● Exercise objective:
Search the data for the word "RwLock" and copy out every line that has it.

● Stored data:
★ ★ ★

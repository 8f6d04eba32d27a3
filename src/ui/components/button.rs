use std::borrow::Cow;

use ratatui::buffer::Buffer;
use ratatui::layout::Rect;
use ratatui::style::Modifier;
use ratatui::text::{Line, Span};
use ratatui::widgets::StatefulWidget;

use crate::ui::layout::line_width;
use crate::ui::style::{button_style, ButtonVariant, Size};
use crate::ui::surface::{Element, ElementId, Role, Surface};
use crate::ui::theme::Theme;

/// Spinner animation frames.
pub const SPINNER_FRAMES: &[&str] = &["⠋", "⠙", "⠹", "⠸", "⠼", "⠴", "⠦", "⠧", "⠇", "⠏"];

/// Single-row push button.
///
/// A loading button shows a spinner before its label and refuses focus,
/// the same as a disabled one.
#[derive(Debug, Clone)]
pub struct Button<'a> {
    id: ElementId,
    label: Cow<'a, str>,
    variant: ButtonVariant,
    size: Size,
    loading: bool,
    disabled: bool,
    animation_tick: u8,
    theme: Theme,
}

impl<'a> Button<'a> {
    pub fn new(label: impl Into<Cow<'a, str>>) -> Self {
        Self {
            id: ElementId::new(),
            label: label.into(),
            variant: ButtonVariant::default(),
            size: Size::default(),
            loading: false,
            disabled: false,
            animation_tick: 0,
            theme: Theme::default(),
        }
    }

    pub fn id(mut self, id: ElementId) -> Self {
        self.id = id;
        self
    }

    pub fn variant(mut self, variant: ButtonVariant) -> Self {
        self.variant = variant;
        self
    }

    pub fn size(mut self, size: Size) -> Self {
        self.size = size;
        self
    }

    pub fn loading(mut self, loading: bool) -> Self {
        self.loading = loading;
        self
    }

    pub fn disabled(mut self, disabled: bool) -> Self {
        self.disabled = disabled;
        self
    }

    /// Frame counter for the loading spinner, usually the runtime tick count.
    pub fn animation_tick(mut self, tick: u8) -> Self {
        self.animation_tick = tick;
        self
    }

    pub fn theme(mut self, theme: Theme) -> Self {
        self.theme = theme;
        self
    }

    pub fn element_id(&self) -> ElementId {
        self.id
    }

    pub fn is_disabled(&self) -> bool {
        self.disabled || self.loading
    }

    /// Columns the button occupies.
    pub fn width(&self) -> u16 {
        line_width(&self.line(false))
    }

    fn line(&self, focused: bool) -> Line<'a> {
        let resolved = button_style(&self.theme, self.variant, self.size, self.loading);
        let mut base = resolved.style;
        if self.disabled {
            base = base.add_modifier(Modifier::DIM);
        }
        if focused {
            base = base.add_modifier(Modifier::REVERSED);
        }

        let pad = " ".repeat(resolved.padding as usize);
        let mut spans = Vec::with_capacity(6);
        if resolved.bracketed {
            spans.push(Span::styled("[", base));
        }
        spans.push(Span::styled(pad.clone(), base));
        if self.loading {
            let frame = SPINNER_FRAMES[self.animation_tick as usize % SPINNER_FRAMES.len()];
            spans.push(Span::styled(format!("{} ", frame), base.patch(resolved.spinner)));
        }
        spans.push(Span::styled(self.label.clone(), base));
        spans.push(Span::styled(pad, base));
        if resolved.bracketed {
            spans.push(Span::styled("]", base));
        }
        Line::from(spans)
    }
}

impl StatefulWidget for Button<'_> {
    type State = Surface;

    fn render(self, area: Rect, buf: &mut Buffer, surface: &mut Surface) {
        if area.is_empty() {
            return;
        }
        let focused = surface.focused() == Some(self.id);
        let line = self.line(focused);
        let width = line_width(&line).min(area.width);
        buf.set_line(area.x, area.y, &line, width);

        surface.register(
            Element::new(self.id, Role::Button, Rect::new(area.x, area.y, width, 1))
                .label(self.label.as_ref())
                .focusable(true)
                .disabled(self.is_disabled()),
        );
    }
}

#[cfg(test)]
mod tests {
    use super::*;

    #[test]
    fn width_includes_padding_and_spinner() {
        assert_eq!(Button::new("Save").size(Size::Sm).width(), 6);
        assert_eq!(Button::new("Save").width(), 8);
        assert_eq!(Button::new("Save").loading(true).width(), 10);
        assert_eq!(Button::new("Save").variant(ButtonVariant::Outline).width(), 10);
    }

    #[test]
    fn width_saturates_for_very_long_labels() {
        assert_eq!(Button::new("x".repeat(70_000)).width(), u16::MAX);
    }

    #[test]
    fn spinner_frame_follows_tick() {
        let line = Button::new("Go").loading(true).animation_tick(11).line(false);
        let text: String = line.spans.iter().map(|span| span.content.as_ref()).collect();
        assert!(text.contains(SPINNER_FRAMES[1]));
    }

    #[test]
    fn loading_counts_as_disabled() {
        assert!(Button::new("Go").loading(true).is_disabled());
        assert!(!Button::new("Go").is_disabled());
    }
}
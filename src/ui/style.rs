//! Variant and size lookup tables.
//!
//! Every component resolves its look through a total function over a closed
//! enum, so there is no styling state anywhere in the library.

use ratatui::style::{Color, Modifier, Style};

use crate::ui::theme::*;

#[derive(Debug, Clone, Copy, PartialEq, Eq, Default)]
pub enum Size {
    Sm,
    #[default]
    Md,
    Lg,
}

#[derive(Debug, Clone, Copy, PartialEq, Eq, Default)]
pub enum ButtonVariant {
    #[default]
    Primary,
    Secondary,
    Danger,
    Ghost,
    Outline,
}

#[derive(Debug, Clone, Copy, PartialEq, Eq, Default)]
pub enum BadgeVariant {
    #[default]
    Default,
    Primary,
    Success,
    Warning,
    Danger,
    Info,
}

#[derive(Debug, Clone, Copy, PartialEq, Eq, Default)]
pub enum AlertVariant {
    #[default]
    Info,
    Success,
    Warning,
    Danger,
}

/// Resolved button look.
#[derive(Debug, Clone, Copy, PartialEq, Eq)]
pub struct ButtonStyle {
    pub style: Style,
    /// Columns of padding on each side of the label.
    pub padding: u16,
    /// Outline buttons draw brackets instead of a filled background.
    pub bracketed: bool,
    pub spinner: Style,
}

pub fn button_style(theme: &Theme, variant: ButtonVariant, size: Size, loading: bool) -> ButtonStyle {
    let dark = theme.is_dark();
    let (fg, bg) = match variant {
        ButtonVariant::Primary => (WHITE, Some(BRAND_PRIMARY)),
        ButtonVariant::Secondary if dark => (GRAY_50, Some(GRAY_700)),
        ButtonVariant::Secondary => (GRAY_900, Some(GRAY_200)),
        ButtonVariant::Danger => (WHITE, Some(RED_600)),
        ButtonVariant::Ghost => (theme.text(), None),
        ButtonVariant::Outline if dark => (BRAND_PRIMARY_LIGHT, None),
        ButtonVariant::Outline => (BRAND_PRIMARY, None),
    };

    let mut style = Style::new().fg(fg);
    if let Some(bg) = bg {
        style = style.bg(bg);
    }
    style = match size {
        Size::Sm | Size::Md => style,
        Size::Lg => style.add_modifier(Modifier::BOLD),
    };
    if loading {
        style = style.add_modifier(Modifier::DIM);
    }

    let spinner_color = match variant {
        ButtonVariant::Primary | ButtonVariant::Danger => BRAND_ACCENT,
        _ => theme.primary(),
    };

    ButtonStyle {
        style,
        padding: padding_for(size, 1),
        bracketed: variant == ButtonVariant::Outline,
        spinner: Style::new().fg(spinner_color),
    }
}

/// Resolved badge look.
#[derive(Debug, Clone, Copy, PartialEq, Eq)]
pub struct BadgeStyle {
    pub style: Style,
    pub padding: u16,
}

pub fn badge_style(theme: &Theme, variant: BadgeVariant, size: Size) -> BadgeStyle {
    let (fg, bg) = if theme.is_dark() {
        match variant {
            BadgeVariant::Default => (GRAY_50, GRAY_700),
            BadgeVariant::Primary => (WHITE, BRAND_PRIMARY_DARK),
            BadgeVariant::Success => (GREEN_200, GREEN_900),
            BadgeVariant::Warning => (YELLOW_200, YELLOW_900),
            BadgeVariant::Danger => (RED_200, RED_900),
            BadgeVariant::Info => (BLUE_200, BLUE_900),
        }
    } else {
        match variant {
            BadgeVariant::Default => (GRAY_900, GRAY_200),
            BadgeVariant::Primary => (WHITE, BRAND_PRIMARY),
            BadgeVariant::Success => (GREEN_800, GREEN_100),
            BadgeVariant::Warning => (YELLOW_800, YELLOW_100),
            BadgeVariant::Danger => (RED_800, RED_100),
            BadgeVariant::Info => (BLUE_800, BLUE_100),
        }
    };

    BadgeStyle {
        style: Style::new().fg(fg).bg(bg),
        padding: padding_for(size, 0),
    }
}

/// Resolved alert look.
#[derive(Debug, Clone, Copy, PartialEq, Eq)]
pub struct AlertStyle {
    pub icon: &'static str,
    pub border: Style,
    pub icon_style: Style,
    pub title: Style,
    pub text: Style,
}

pub fn alert_style(theme: &Theme, variant: AlertVariant) -> AlertStyle {
    let dark = theme.is_dark();
    let (icon, accent, title, text) = match variant {
        AlertVariant::Info => ("ℹ", BLUE_600, BLUE_900, BLUE_800),
        AlertVariant::Success => ("✓", GREEN_600, GREEN_900, GREEN_800),
        AlertVariant::Warning => ("⚠", YELLOW_600, YELLOW_900, YELLOW_800),
        AlertVariant::Danger => ("✕", RED_600, RED_900, RED_800),
    };
    let (title, text) = if dark {
        match variant {
            AlertVariant::Info => (BLUE_100, BLUE_200),
            AlertVariant::Success => (GREEN_100, GREEN_200),
            AlertVariant::Warning => (YELLOW_100, YELLOW_200),
            AlertVariant::Danger => (RED_100, RED_200),
        }
    } else {
        (title, text)
    };

    AlertStyle {
        icon,
        border: Style::new().fg(accent),
        icon_style: Style::new().fg(accent),
        title: Style::new().fg(title).add_modifier(Modifier::BOLD),
        text: Style::new().fg(text),
    }
}

/// Border style for a form control.
pub fn field_border(theme: &Theme, focused: bool, invalid: bool, disabled: bool) -> Style {
    let color: Color = if invalid {
        RED_600
    } else if focused {
        theme.ring()
    } else {
        theme.input_border()
    };
    let style = Style::new().fg(color);
    if disabled {
        style.add_modifier(Modifier::DIM)
    } else {
        style
    }
}

pub fn field_text(theme: &Theme, disabled: bool) -> Style {
    if disabled {
        Style::new().fg(GRAY_500)
    } else {
        Style::new().fg(theme.text())
    }
}

pub fn label_style(theme: &Theme) -> Style {
    Style::new().fg(theme.text()).add_modifier(Modifier::BOLD)
}

pub fn helper_style(theme: &Theme) -> Style {
    Style::new().fg(theme.muted())
}

pub fn error_style(theme: &Theme) -> Style {
    Style::new().fg(theme.error())
}

pub fn placeholder_style() -> Style {
    Style::new().fg(GRAY_400)
}

/// Required marker next to a label.
pub fn required_style() -> Style {
    Style::new().fg(RED_600)
}

fn padding_for(size: Size, base: u16) -> u16 {
    match size {
        Size::Sm => base,
        Size::Md => base + 1,
        Size::Lg => base + 2,
    }
}
//! Shared configuration storage.
//!
//! Hosts read the config on every frame (theme, modal defaults) and may
//! reload it from disk between frames.

use std::path::{Path, PathBuf};
use std::sync::Arc;

use parking_lot::RwLock;

use crate::config::loader::ConfigError;
use crate::config::types::Config;

/// Config container with interior mutability.
#[derive(Clone)]
pub struct ConfigStore {
    inner: Arc<RwLock<Config>>,
    path: PathBuf,
}

impl ConfigStore {
    pub fn new(config: Config, path: PathBuf) -> Self {
        Self {
            inner: Arc::new(RwLock::new(config)),
            path,
        }
    }

    /// Load from the default location and remember the path for reloads.
    pub fn open() -> Result<Self, ConfigError> {
        let path = Config::config_path();
        let config = Config::load_from(&path)?;
        Ok(Self::new(config, path))
    }

    /// Get a clone of the current config.
    pub fn get(&self) -> Config {
        self.inner.read().clone()
    }

    /// Reload config from the file.
    ///
    /// On failure the previous config stays in place.
    pub fn reload(&self) -> Result<(), ConfigError> {
        let config = Config::load_from(&self.path)?;
        *self.inner.write() = config;
        tracing::info!(path = %self.path.display(), "config reloaded");
        Ok(())
    }

    pub fn path(&self) -> &Path {
        &self.path
    }
}
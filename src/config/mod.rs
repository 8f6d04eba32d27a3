mod loader;
mod store;
mod types;

pub use loader::{ConfigError, MIN_MODAL_WIDTH};
pub use store::ConfigStore;
pub use types::{ColorScheme, Config, LoggingConfig, ModalDefaults, RuntimeConfig, ThemeConfig};
//! Rendering for an open modal dialog.

use ratatui::buffer::Buffer;
use ratatui::layout::{Constraint, Layout, Margin, Rect};
use ratatui::style::{Modifier, Style};
use ratatui::text::{Line, Text};
use ratatui::widgets::{Block, Clear, Paragraph, StatefulWidget, Widget, Wrap};

use crate::config::ModalDefaults;
use crate::ui::layout::{centered_rect, plain_text, rule, wrapped_height};
use crate::ui::surface::{Element, ElementId, Role, Surface};
use crate::ui::theme::Theme;

use super::controller::DialogIds;

const CLOSE_GLYPH: &str = " ✕ ";
const CLOSE_WIDTH: u16 = 3;
pub const CLOSE_BUTTON_LABEL: &str = "Close modal";

/// Host-owned props for one render of a modal.
#[derive(Debug, Clone)]
pub struct ModalProps<'a> {
    pub is_open: bool,
    pub title: Option<Line<'a>>,
    pub body: Text<'a>,
    pub footer: Option<Line<'a>>,
    pub close_on_backdrop_click: bool,
    pub show_close_button: bool,
    pub max_width: u16,
    pub theme: Theme,
    /// Focusable elements the host renders inside the dialog, in tab order.
    pub focus_order: Vec<ElementId>,
}

impl<'a> ModalProps<'a> {
    pub fn new(is_open: bool, body: impl Into<Text<'a>>) -> Self {
        let defaults = ModalDefaults::default();
        Self {
            is_open,
            title: None,
            body: body.into(),
            footer: None,
            close_on_backdrop_click: defaults.close_on_backdrop_click,
            show_close_button: defaults.show_close_button,
            max_width: defaults.max_width,
            theme: Theme::default(),
            focus_order: Vec::new(),
        }
    }

    /// Take backdrop, close button and width settings from configuration.
    pub fn apply_defaults(mut self, defaults: &ModalDefaults) -> Self {
        self.close_on_backdrop_click = defaults.close_on_backdrop_click;
        self.show_close_button = defaults.show_close_button;
        self.max_width = defaults.max_width;
        self
    }

    pub fn title(mut self, title: impl Into<Line<'a>>) -> Self {
        self.title = Some(title.into());
        self
    }

    pub fn footer(mut self, footer: impl Into<Line<'a>>) -> Self {
        self.footer = Some(footer.into());
        self
    }

    pub fn close_on_backdrop_click(mut self, close: bool) -> Self {
        self.close_on_backdrop_click = close;
        self
    }

    pub fn show_close_button(mut self, show: bool) -> Self {
        self.show_close_button = show;
        self
    }

    pub fn max_width(mut self, width: u16) -> Self {
        self.max_width = width;
        self
    }

    pub fn theme(mut self, theme: Theme) -> Self {
        self.theme = theme;
        self
    }

    pub fn focus_order(mut self, ids: Vec<ElementId>) -> Self {
        self.focus_order = ids;
        self
    }

    fn has_header(&self) -> bool {
        self.title.is_some() || self.show_close_button
    }
}

/// Where each part of the dialog goes for a given area.
#[derive(Debug, Clone, Copy, PartialEq, Eq)]
pub struct ModalLayout {
    pub content: Rect,
    pub header: Option<Rect>,
    pub close_button: Option<Rect>,
    pub body: Rect,
    pub footer: Option<Rect>,
}

impl ModalLayout {
    pub fn compute(area: Rect, props: &ModalProps<'_>) -> Self {
        let width = props.max_width.min(area.width);
        // Borders plus one column of padding on each side.
        let body_width = width.saturating_sub(4);
        let header_rows: u16 = if props.has_header() { 2 } else { 0 };
        let footer_rows: u16 = if props.footer.is_some() { 2 } else { 0 };
        let body_rows = wrapped_height(&props.body, body_width).max(1);
        let height = 2u16
            .saturating_add(header_rows)
            .saturating_add(body_rows)
            .saturating_add(footer_rows)
            .min(area.height);

        let content = centered_rect(width, height, area);
        let inner = content.inner(Margin::new(1, 1));
        let [header_area, body_area, footer_area] = Layout::vertical([
            Constraint::Length(header_rows),
            Constraint::Min(0),
            Constraint::Length(footer_rows),
        ])
        .areas(inner);

        let header = (header_rows > 0 && header_area.height > 0)
            .then(|| Rect::new(header_area.x, header_area.y, header_area.width, 1));
        let close_button = header.filter(|_| props.show_close_button).and_then(|header| {
            (header.width > CLOSE_WIDTH).then(|| {
                Rect::new(
                    header.right().saturating_sub(CLOSE_WIDTH),
                    header.y,
                    CLOSE_WIDTH,
                    1,
                )
            })
        });
        let footer = (footer_rows > 0 && footer_area.height > 1).then(|| {
            Rect::new(footer_area.x, footer_area.y + 1, footer_area.width, 1)
        });

        Self {
            content,
            header,
            close_button,
            body: body_area.inner(Margin::new(1, 0)),
            footer,
        }
    }
}

/// Stateful view of a dialog; the state is the surface it registers on.
pub struct ModalView<'p, 'a> {
    ids: DialogIds,
    open: bool,
    props: &'p ModalProps<'a>,
}

impl<'p, 'a> ModalView<'p, 'a> {
    pub(super) fn new(ids: DialogIds, open: bool, props: &'p ModalProps<'a>) -> Self {
        Self { ids, open, props }
    }
}

impl StatefulWidget for ModalView<'_, '_> {
    type State = Surface;

    fn render(self, area: Rect, buf: &mut Buffer, surface: &mut Surface) {
        if !self.open || area.is_empty() {
            return;
        }
        let props = self.props;
        let theme = props.theme;

        buf.set_style(area, Style::new().add_modifier(Modifier::DIM));
        surface.register(Element::new(self.ids.backdrop, Role::Backdrop, area));

        let layout = ModalLayout::compute(area, props);
        if layout.content.is_empty() {
            return;
        }

        Clear.render(layout.content, buf);
        Block::bordered()
            .border_style(Style::new().fg(theme.border()))
            .style(Style::new().bg(theme.surface()).fg(theme.text()))
            .render(layout.content, buf);

        let mut dialog = Element::new(self.ids.content, Role::Dialog, layout.content)
            .modal(true)
            .focusable(true);
        if let Some(title) = &props.title {
            dialog = dialog.label(plain_text(title));
        }
        surface.register(dialog);

        if let Some(header) = layout.header {
            if let Some(title) = &props.title {
                let reserved = if layout.close_button.is_some() { CLOSE_WIDTH + 1 } else { 0 };
                let title = title
                    .clone()
                    .patch_style(Style::new().fg(theme.text()).add_modifier(Modifier::BOLD));
                buf.set_line(
                    header.x + 1,
                    header.y,
                    &title,
                    header.width.saturating_sub(reserved + 1),
                );
            }
            rule(buf, header.y + 1, header, Style::new().fg(theme.border()));
        }

        if let Some(close) = layout.close_button {
            let focused = surface.focused() == Some(self.ids.close_button);
            let style = if focused {
                Style::new().fg(theme.text()).add_modifier(Modifier::REVERSED)
            } else {
                Style::new().fg(theme.muted())
            };
            buf.set_string(close.x, close.y, CLOSE_GLYPH, style);
            surface.register(
                Element::new(self.ids.close_button, Role::Button, close)
                    .label(CLOSE_BUTTON_LABEL)
                    .focusable(true),
            );
        }

        Paragraph::new(props.body.clone())
            .wrap(Wrap { trim: false })
            .render(layout.body, buf);

        if let (Some(footer), Some(line)) = (layout.footer, &props.footer) {
            rule(buf, footer.y - 1, footer, Style::new().fg(theme.border()));
            buf.set_line(footer.x + 1, footer.y, line, footer.width.saturating_sub(2));
        }
    }
}
use serde::{Deserialize, Serialize};
use std::path::PathBuf;

/// Root configuration container.
#[derive(Debug, Clone, Default, PartialEq, Serialize, Deserialize)]
pub struct Config {
    #[serde(default)]
    pub theme: ThemeConfig,
    #[serde(default)]
    pub modal: ModalDefaults,
    #[serde(default)]
    pub runtime: RuntimeConfig,
    #[serde(default)]
    pub logging: LoggingConfig,
}

/// Light or dark token set.
#[derive(Debug, Clone, Copy, Default, PartialEq, Eq, Serialize, Deserialize)]
#[serde(rename_all = "lowercase")]
pub enum ColorScheme {
    #[default]
    Light,
    Dark,
}

#[derive(Debug, Clone, Default, PartialEq, Serialize, Deserialize)]
pub struct ThemeConfig {
    #[serde(default)]
    pub scheme: ColorScheme,
}

/// Defaults applied to every modal unless the host overrides them per render.
#[derive(Debug, Clone, PartialEq, Serialize, Deserialize)]
pub struct ModalDefaults {
    /// Dismiss when a click starts and ends on the backdrop (default: true).
    #[serde(default = "default_true")]
    pub close_on_backdrop_click: bool,
    /// Render the header close button (default: true).
    #[serde(default = "default_true")]
    pub show_close_button: bool,
    /// Key name that dismisses an open dialog (default: "esc").
    #[serde(default = "default_dismiss_key")]
    pub dismiss_key: String,
    /// Maximum width of the content box in columns (default: 56).
    #[serde(default = "default_modal_max_width")]
    pub max_width: u16,
}

/// Terminal event loop settings.
#[derive(Debug, Clone, PartialEq, Serialize, Deserialize)]
pub struct RuntimeConfig {
    /// Poll interval; also drives spinner animation (default: 250).
    #[serde(default = "default_tick_rate_ms")]
    pub tick_rate_ms: u64,
    /// Capture mouse events so backdrop clicks reach the dialog (default: true).
    #[serde(default = "default_true")]
    pub mouse_capture: bool,
}

/// Log output. Nothing is written to stdout since the terminal belongs to the UI.
#[derive(Debug, Clone, PartialEq, Serialize, Deserialize)]
pub struct LoggingConfig {
    /// `EnvFilter` directive (default: "info").
    #[serde(default = "default_log_level")]
    pub level: String,
    /// Log file path. Logging stays off when unset.
    #[serde(default)]
    pub file: Option<PathBuf>,
}

fn default_true() -> bool {
    true
}

fn default_dismiss_key() -> String {
    "esc".to_string()
}

fn default_modal_max_width() -> u16 {
    56
}

fn default_tick_rate_ms() -> u64 {
    250
}

fn default_log_level() -> String {
    "info".to_string()
}

impl Default for ModalDefaults {
    fn default() -> Self {
        Self {
            close_on_backdrop_click: true,
            show_close_button: true,
            dismiss_key: default_dismiss_key(),
            max_width: default_modal_max_width(),
        }
    }
}

impl Default for RuntimeConfig {
    fn default() -> Self {
        Self {
            tick_rate_ms: default_tick_rate_ms(),
            mouse_capture: true,
        }
    }
}

impl Default for LoggingConfig {
    fn default() -> Self {
        Self {
            level: default_log_level(),
            file: None,
        }
    }
}
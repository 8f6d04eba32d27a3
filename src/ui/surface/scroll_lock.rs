use super::Surface;

/// Holds the page scroll lock. The page scrolls again once every guard is dropped.
#[derive(Debug)]
pub struct ScrollLockGuard {
    surface: Surface,
}

impl ScrollLockGuard {
    pub(super) fn new(surface: Surface) -> Self {
        Self { surface }
    }
}

impl Drop for ScrollLockGuard {
    fn drop(&mut self) {
        self.surface.release_scroll();
    }
}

★ ★ ★

● Problem solution:
use parking_lot::RwLock;
    inner: Arc<RwLock<Config>>,
            inner: Arc::new(RwLock::new(config)),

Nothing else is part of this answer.